AI is perhaps the most significant technology I’ve encountered in my lifetime (so far), and I use it for damn near everything: to get recommendations, wrestle with complex ideas, make better business decisions, and instantly solve technical roadblocks that used to take hours or days. I’m limited only by my ability to ask the right questions and my willingness to act.
But while it’s fun to get caught up in what AI can do, its widespread adoption carries costs.
I’m concerned about how the work landscape will change, and I feel for people whose careers will be made redundant. I also worry about AI’s impact on creativity and learning, especially through writing. Most people already avoid writing like the plague, treating it as a clunky communication tool that needs to be dabbled in but never mastered. Now that AI is here, writing feels one step closer to becoming a lost art.

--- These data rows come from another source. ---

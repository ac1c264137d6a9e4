//! Two-branch escrow witness script codec.
//!
//! # Script Structure
//!
//! ```text
//! OP_IF
//!     <owner_pubkey 33B> OP_CHECKSIG
//! OP_ELSE
//!     <ttl_blocks> OP_CHECKSEQUENCEVERIFY OP_DROP
//!     <recipient_pubkey 33B> OP_CHECKSIG
//! OP_ENDIF
//! ```
//!
//! The true branch lets the owner spend at any time (a refresh). The false
//! branch lets the recipient spend, but only once `ttl_blocks` blocks have
//! passed since the output's own confirmation (a disclosure). Every refresh
//! recreates the output and therefore restarts the clock.
//!
//! # Canonical Encoding
//!
//! The encoding is deterministic and minimal. [`EscrowDescriptor::decode`]
//! parses the template and then re-encodes the result, rejecting the input
//! unless the bytes are identical. That one check enforces minimal pushes,
//! correct key lengths, and exact opcode order, and it guarantees
//! `decode(encode(d)) == d` and `encode(decode(s)) == s` for every script
//! this crate ever accepts from storage.

use bitcoin::opcodes::all::{
    OP_CHECKSIG, OP_CSV, OP_DROP, OP_ELSE, OP_ENDIF, OP_IF, OP_PUSHNUM_1, OP_PUSHNUM_16,
};
use bitcoin::opcodes::Opcode;
use bitcoin::script::{Builder, Instruction, Instructions, Script, ScriptBuf};
use secp256k1::PublicKey;
use serde::{Deserialize, Serialize};
use thiserror::Error;

use crate::timelock::{Timelock, TimelockError};

/// Compressed secp256k1 public key length
const KEY_LEN: usize = 33;

#[derive(Error, Debug)]
pub enum ScriptError {
    #[error("Malformed escrow script: {0}")]
    Malformed(&'static str),

    #[error("Invalid public key in script: {0}")]
    InvalidKey(#[from] secp256k1::Error),

    #[error("Invalid timelock in script: {0}")]
    Timelock(#[from] TimelockError),
}

/// The parameters that fully determine one escrow script.
///
/// Two descriptors are equal exactly when their witness scripts are
/// byte-identical.
#[derive(Debug, Clone, Copy, PartialEq, Eq, Serialize, Deserialize)]
pub struct EscrowDescriptor {
    /// Key that can spend at any time (refresh path)
    pub owner_pubkey: PublicKey,
    /// Key that can spend after the timelock (disclosure path)
    pub recipient_pubkey: PublicKey,
    /// Relative timelock on the disclosure path
    pub timelock: Timelock,
}

impl EscrowDescriptor {
    pub fn new(owner_pubkey: PublicKey, recipient_pubkey: PublicKey, timelock: Timelock) -> Self {
        Self {
            owner_pubkey,
            recipient_pubkey,
            timelock,
        }
    }

    /// Encode the two-branch witness script.
    ///
    /// `Builder` emits minimal pushes (`OP_PUSHNUM` for values 1–16, shortest
    /// script-number encoding above that), so the output is canonical.
    pub fn witness_script(&self) -> ScriptBuf {
        Builder::new()
            .push_opcode(OP_IF)
            .push_slice(self.owner_pubkey.serialize())
            .push_opcode(OP_CHECKSIG)
            .push_opcode(OP_ELSE)
            .push_int(self.timelock.blocks() as i64)
            .push_opcode(OP_CSV)
            .push_opcode(OP_DROP)
            .push_slice(self.recipient_pubkey.serialize())
            .push_opcode(OP_CHECKSIG)
            .push_opcode(OP_ENDIF)
            .into_script()
    }

    /// The P2WSH output script committing to [`Self::witness_script`].
    pub fn script_pubkey(&self) -> ScriptBuf {
        self.witness_script().to_p2wsh()
    }

    /// Decode a witness script back into its descriptor.
    ///
    /// Fails with [`ScriptError::Malformed`] on any deviation from the
    /// two-branch template, including non-minimal encodings of the timelock
    /// value.
    pub fn decode(script: &Script) -> Result<Self, ScriptError> {
        let mut instructions = script.instructions();

        expect_op(&mut instructions, OP_IF)?;
        let owner_pubkey = expect_key(&mut instructions)?;
        expect_op(&mut instructions, OP_CHECKSIG)?;
        expect_op(&mut instructions, OP_ELSE)?;
        let blocks = expect_timelock_value(&mut instructions)?;
        expect_op(&mut instructions, OP_CSV)?;
        expect_op(&mut instructions, OP_DROP)?;
        let recipient_pubkey = expect_key(&mut instructions)?;
        expect_op(&mut instructions, OP_CHECKSIG)?;
        expect_op(&mut instructions, OP_ENDIF)?;
        if instructions.next().is_some() {
            return Err(ScriptError::Malformed("data after OP_ENDIF"));
        }

        let blocks =
            u16::try_from(blocks).map_err(|_| TimelockError::InvalidBlocks(blocks))?;
        let descriptor = Self {
            owner_pubkey,
            recipient_pubkey,
            timelock: Timelock::from_blocks(blocks)?,
        };

        // Canonical-encoding check: the loose parse above accepts padded
        // timelock pushes; re-encoding catches them.
        if descriptor.witness_script().as_script() != script {
            return Err(ScriptError::Malformed("non-canonical encoding"));
        }

        Ok(descriptor)
    }
}

fn next_instruction<'a>(iter: &mut Instructions<'a>) -> Result<Instruction<'a>, ScriptError> {
    match iter.next() {
        Some(Ok(instruction)) => Ok(instruction),
        Some(Err(_)) => Err(ScriptError::Malformed("undecodable instruction")),
        None => Err(ScriptError::Malformed("script truncated")),
    }
}

fn expect_op(iter: &mut Instructions<'_>, expected: Opcode) -> Result<(), ScriptError> {
    match next_instruction(iter)? {
        Instruction::Op(op) if op == expected => Ok(()),
        _ => Err(ScriptError::Malformed("unexpected opcode")),
    }
}

fn expect_key(iter: &mut Instructions<'_>) -> Result<PublicKey, ScriptError> {
    match next_instruction(iter)? {
        Instruction::PushBytes(push) if push.len() == KEY_LEN => {
            Ok(PublicKey::from_slice(push.as_bytes())?)
        }
        Instruction::PushBytes(_) => Err(ScriptError::Malformed("public key push is not 33 bytes")),
        _ => Err(ScriptError::Malformed("expected public key push")),
    }
}

/// Parse the timelock operand: either an `OP_PUSHNUM` (1–16) or a
/// little-endian script-number push. Minimality is enforced by the caller's
/// re-encoding check, not here.
fn expect_timelock_value(iter: &mut Instructions<'_>) -> Result<u32, ScriptError> {
    match next_instruction(iter)? {
        Instruction::Op(op)
            if (OP_PUSHNUM_1.to_u8()..=OP_PUSHNUM_16.to_u8()).contains(&op.to_u8()) =>
        {
            Ok((op.to_u8() - OP_PUSHNUM_1.to_u8()) as u32 + 1)
        }
        Instruction::PushBytes(push) => {
            let bytes = push.as_bytes();
            if bytes.is_empty() || bytes.len() > 3 {
                return Err(ScriptError::Malformed("timelock push out of range"));
            }
            if bytes[bytes.len() - 1] & 0x80 != 0 {
                return Err(ScriptError::Malformed("negative timelock"));
            }
            let mut value: u32 = 0;
            for (i, byte) in bytes.iter().enumerate() {
                value |= (*byte as u32) << (8 * i);
            }
            Ok(value)
        }
        _ => Err(ScriptError::Malformed("expected timelock push")),
    }
}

Let me be clear: not all writing needs to come from your own brain. Here are some examples of writing tasks I’m perfectly happy to outsource to AI:
Product descriptions
Landing page copy
Standard operating procedures (SOPs)
Research summaries
Idea generation
But for many other writing tasks, the act of writing itself is where the value lies. It’s how we clarify ideas, test our assumptions, and uncover what we actually think. Paul Graham puts it perfectly:
“If writing down your ideas always makes them more precise and more complete, then no one who hasn’t written about a topic has fully formed ideas about it. And someone who never writes has no fully formed ideas about anything nontrivial.”
Writing isn’t the only way to wrestle with complex ideas. An architect may sketch 3D models. A musician might improvise. A craftsman will use their hands. But writing is more accessible than any of those. And, to quote Graham again:
“However much you learn from exploring ideas in other ways, you’ll still learn new things from writing about them.”
Writing forces us to shape thoughts using the inherently limiting tool of language. The better you get at it, the better the alignment between what you know and what you can convey. Your clarity improves. So does your understanding.
I was reminded of this while reading Make It Stick by Roediger, Brown, and McDaniel. The book explores what makes learning effective, and two of its key principles — effort and elaboration — are exactly what writing demands. When you write, you retrieve, rearrange, and expand on ideas in your own words. That takes effort. When you revisit and revise what you wrote, you engage in reflection and spaced repetition, which deepens learning even more.
For people who only care about writing output — whether the final text communicates what they want — AI will be a godsend. But for those of us who write to understand, outsourcing that process is a mistake.
So yes, let AI write when it makes sense. But don’t let it think for you, too.